In the past two decades, Islamophobia has found its way into the public discourse of Europe through the visceral and hate-filled diatribes of Oriana Fallaci, Jean-Marie Le Pen and Geert Wilders.  Even North American authors such as Toronto-born Mark Steyn warn of a ‘Eurabia’ threat and the dangers of Muslim immigration.  It has become necessary to understand how this rhetoric has affected public policy and the people it targets.  I intend to investigate how European Muslims have organized themselves in opposition to this discrimination in order to create a legitimate discourse in the public sphere on issues such as immigration and religious accommodation.

In order to frame my investigation, I have decided to focus on post-Cold War France.  France has the largest Muslim population in Europe, estimated at roughly 4 million, which largely resides in high-density social housing (banlieues) on the outskirts of major cities. France is a fervent proponent of secularism (laïcité), and its policies often focus on the integration of immigrants into ‘French’ culture instead of their accommodation.  France also has an established extreme-right political party, the Front National, which has legitimized xenophobia as a political issue.  The past twenty years have seen some progress, exemplified in the institutionalization of Islam through the creation of the Conseil francais du Culte musulman (CFCM) in 2002, but it has largely been negated by setbacks such as the decade-long headscarf debate that led to the 2003 Stasi Commission, the Salman Rushdie Affair, tougher immigration laws in 1993, the 1995 bombings of Paris and Lyon and the riots in 2005.  A case study on France gives an extreme example of what is currently happening across Europe.
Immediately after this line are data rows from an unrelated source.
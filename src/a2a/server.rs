//! A2A JSON-RPC over HTTP
//!
//! `POST /` takes JSON-RPC 2.0 requests; the agent card is served from the
//! well-known paths.

use anyhow::Result;
use axum::{
    body::Bytes,
    extract::State,
    routing::{get, post},
    Json, Router,
};
use serde::de::DeserializeOwned;
use serde_json::Value;
use std::sync::Arc;
use tower_http::trace::TraceLayer;

use super::handler::RequestHandler;
use super::types::{A2aError, AgentCard, JsonRpcRequest, JsonRpcResponse};

pub const AGENT_CARD_PATH: &str = "/.well-known/agent-card.json";
pub const LEGACY_AGENT_CARD_PATH: &str = "/.well-known/agent.json";

pub struct A2aState {
    pub card: AgentCard,
    pub handler: Arc<dyn RequestHandler>,
}

pub fn router(card: AgentCard, handler: Arc<dyn RequestHandler>) -> Router {
    let state = Arc::new(A2aState { card, handler });

    Router::new()
        .route("/", post(handle_rpc))
        .route(AGENT_CARD_PATH, get(agent_card))
        .route(LEGACY_AGENT_CARD_PATH, get(agent_card))
        .layer(TraceLayer::new_for_http())
        .with_state(state)
}

async fn agent_card(State(state): State<Arc<A2aState>>) -> Json<AgentCard> {
    Json(state.card.clone())
}

async fn handle_rpc(State(state): State<Arc<A2aState>>, body: Bytes) -> Json<JsonRpcResponse> {
    let raw: Value = match serde_json::from_slice(&body) {
        Ok(v) => v,
        Err(e) => {
            tracing::debug!("Rejecting unparseable body: {}", e);
            return Json(JsonRpcResponse::failure(Value::Null, &A2aError::Parse));
        }
    };

    let id = raw.get("id").cloned().unwrap_or(Value::Null);
    let request: JsonRpcRequest = match serde_json::from_value(raw) {
        Ok(r) => r,
        Err(e) => {
            return Json(JsonRpcResponse::failure(
                id,
                &A2aError::InvalidRequest(e.to_string()),
            ))
        }
    };
    if request.jsonrpc != "2.0" {
        return Json(JsonRpcResponse::failure(
            id,
            &A2aError::InvalidRequest("jsonrpc must be \"2.0\"".to_string()),
        ));
    }

    let id = request.id.clone().unwrap_or(Value::Null);
    tracing::debug!(method = %request.method, "A2A request");

    match dispatch(state.handler.as_ref(), request).await {
        Ok(result) => Json(JsonRpcResponse::success(id, result)),
        Err(e) => {
            tracing::warn!(code = e.code(), "A2A request failed: {}", e);
            Json(JsonRpcResponse::failure(id, &e))
        }
    }
}

async fn dispatch(handler: &dyn RequestHandler, request: JsonRpcRequest) -> Result<Value, A2aError> {
    let task = match request.method.as_str() {
        "message/send" => handler.on_message_send(params(request.params)?).await?,
        "tasks/get" => handler.on_get_task(params(request.params)?).await?,
        "tasks/cancel" => handler.on_cancel_task(params(request.params)?).await?,
        "message/stream"
        | "tasks/resubscribe"
        | "tasks/pushNotificationConfig/set"
        | "tasks/pushNotificationConfig/get"
        | "tasks/pushNotificationConfig/list"
        | "tasks/pushNotificationConfig/delete"
        | "agent/getAuthenticatedExtendedCard" => {
            return Err(A2aError::UnsupportedOperation(request.method))
        }
        other => return Err(A2aError::MethodNotFound(other.to_string())),
    };

    serde_json::to_value(task).map_err(|e| A2aError::Internal(e.to_string()))
}

fn params<T: DeserializeOwned>(params: Option<Value>) -> Result<T, A2aError> {
    let params = params.ok_or_else(|| A2aError::InvalidParams("missing params".to_string()))?;
    serde_json::from_value(params).map_err(|e| A2aError::InvalidParams(e.to_string()))
}

/// Serve until Ctrl-C.
pub async fn serve(host: &str, port: u16, app: Router) -> Result<()> {
    let listener = tokio::net::TcpListener::bind((host, port)).await?;
    tracing::info!("A2A server listening on {}", listener.local_addr()?);

    axum::serve(listener, app)
        .with_graceful_shutdown(async {
            if let Err(e) = tokio::signal::ctrl_c().await {
                tracing::error!("Failed to listen for shutdown signal: {}", e);
            }
            tracing::info!("Shutting down A2A server");
        })
        .await?;
    Ok(())
}

#[cfg(test)]
mod tests {
    use super::*;
    use crate::a2a::types::{Message, MessageSendParams, Task, TaskIdParams, TaskQueryParams};
    use async_trait::async_trait;
    use axum::{body::Body, http::Request};
    use serde_json::json;
    use tower::ServiceExt;

    struct Fixed;

    #[async_trait]
    impl RequestHandler for Fixed {
        async fn on_message_send(&self, params: MessageSendParams) -> Result<Task, A2aError> {
            let mut task = Task::new("t-1", "ctx-1");
            task.history.push(params.message);
            Ok(task)
        }

        async fn on_get_task(&self, params: TaskQueryParams) -> Result<Task, A2aError> {
            Err(A2aError::TaskNotFound(params.id))
        }

        async fn on_cancel_task(&self, params: TaskIdParams) -> Result<Task, A2aError> {
            Err(A2aError::TaskNotCancelable(params.id))
        }
    }

    fn app() -> Router {
        router(
            crate::a2a::weather_agent_card("http://localhost:8888/"),
            Arc::new(Fixed),
        )
    }

    async fn post_raw(body: &str) -> Value {
        let request = Request::builder()
            .method("POST")
            .uri("/")
            .header("content-type", "application/json")
            .body(Body::from(body.to_string()))
            .unwrap();
        let response = app().oneshot(request).await.unwrap();
        let bytes = axum::body::to_bytes(response.into_body(), 1024 * 1024)
            .await
            .unwrap();
        serde_json::from_slice(&bytes).unwrap()
    }

    #[tokio::test]
    async fn test_parse_error_has_null_id() {
        let out = post_raw("{not json").await;
        assert_eq!(out["error"]["code"], -32700);
        assert_eq!(out["id"], Value::Null);
    }

    #[tokio::test]
    async fn test_wrong_version_is_invalid_request() {
        let out = post_raw(r#"{"jsonrpc":"1.0","id":4,"method":"tasks/get"}"#).await;
        assert_eq!(out["error"]["code"], -32600);
        assert_eq!(out["id"], 4);
    }

    #[tokio::test]
    async fn test_missing_params() {
        let out = post_raw(r#"{"jsonrpc":"2.0","id":"a","method":"tasks/get"}"#).await;
        assert_eq!(out["error"]["code"], -32602);
        assert_eq!(out["id"], "a");
    }

    #[tokio::test]
    async fn test_dispatch_routes_methods() {
        let send = json!({
            "jsonrpc": "2.0",
            "id": 1,
            "method": "message/send",
            "params": {"message": Message::user_text("hi")}
        });
        let out = post_raw(&send.to_string()).await;
        assert_eq!(out["result"]["id"], "t-1");
        assert_eq!(out["result"]["kind"], "task");

        let stream = json!({"jsonrpc": "2.0", "id": 2, "method": "message/stream", "params": {}});
        assert_eq!(post_raw(&stream.to_string()).await["error"]["code"], -32004);

        let unknown = json!({"jsonrpc": "2.0", "id": 3, "method": "tasks/explode"});
        assert_eq!(post_raw(&unknown.to_string()).await["error"]["code"], -32601);

        let cancel = json!({"jsonrpc": "2.0", "id": 4, "method": "tasks/cancel", "params": {"id": "x"}});
        assert_eq!(post_raw(&cancel.to_string()).await["error"]["code"], -32002);
    }

    #[tokio::test]
    async fn test_card_paths() {
        for path in [AGENT_CARD_PATH, LEGACY_AGENT_CARD_PATH] {
            let request = Request::builder().uri(path).body(Body::empty()).unwrap();
            let response = app().oneshot(request).await.unwrap();
            assert!(response.status().is_success());
            let bytes = axum::body::to_bytes(response.into_body(), 1024 * 1024)
                .await
                .unwrap();
            let card: AgentCard = serde_json::from_slice(&bytes).unwrap();
            assert_eq!(card.name, "Weather Agent");
        }
    }
}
My study will look at the development of Muslim organizations within France, and how they have reacted to the county’s extreme secularism and the integration policies of the Chirac and Sarkozy governments.  In order to accomplish this I will investigate the policies, writings and media coverage of the CFCM, the conservative umbrella group Union des organizations islamiques de France (UOIF) and a sampling of grassroots programs from the banlieues.  My goal is to demonstrate how these groups have adapted to the increasingly hostile political environment in France, and to investigate whether these groups have become more conservative or extreme as a response to this conflict with society and secularism. (Berger 1969, 1979; Marty 1993; Taylor, 2007) I will also utilize recent ethnographical research in order to investigate how representative these groups are of the French Muslim community (Silverstein, 2004). 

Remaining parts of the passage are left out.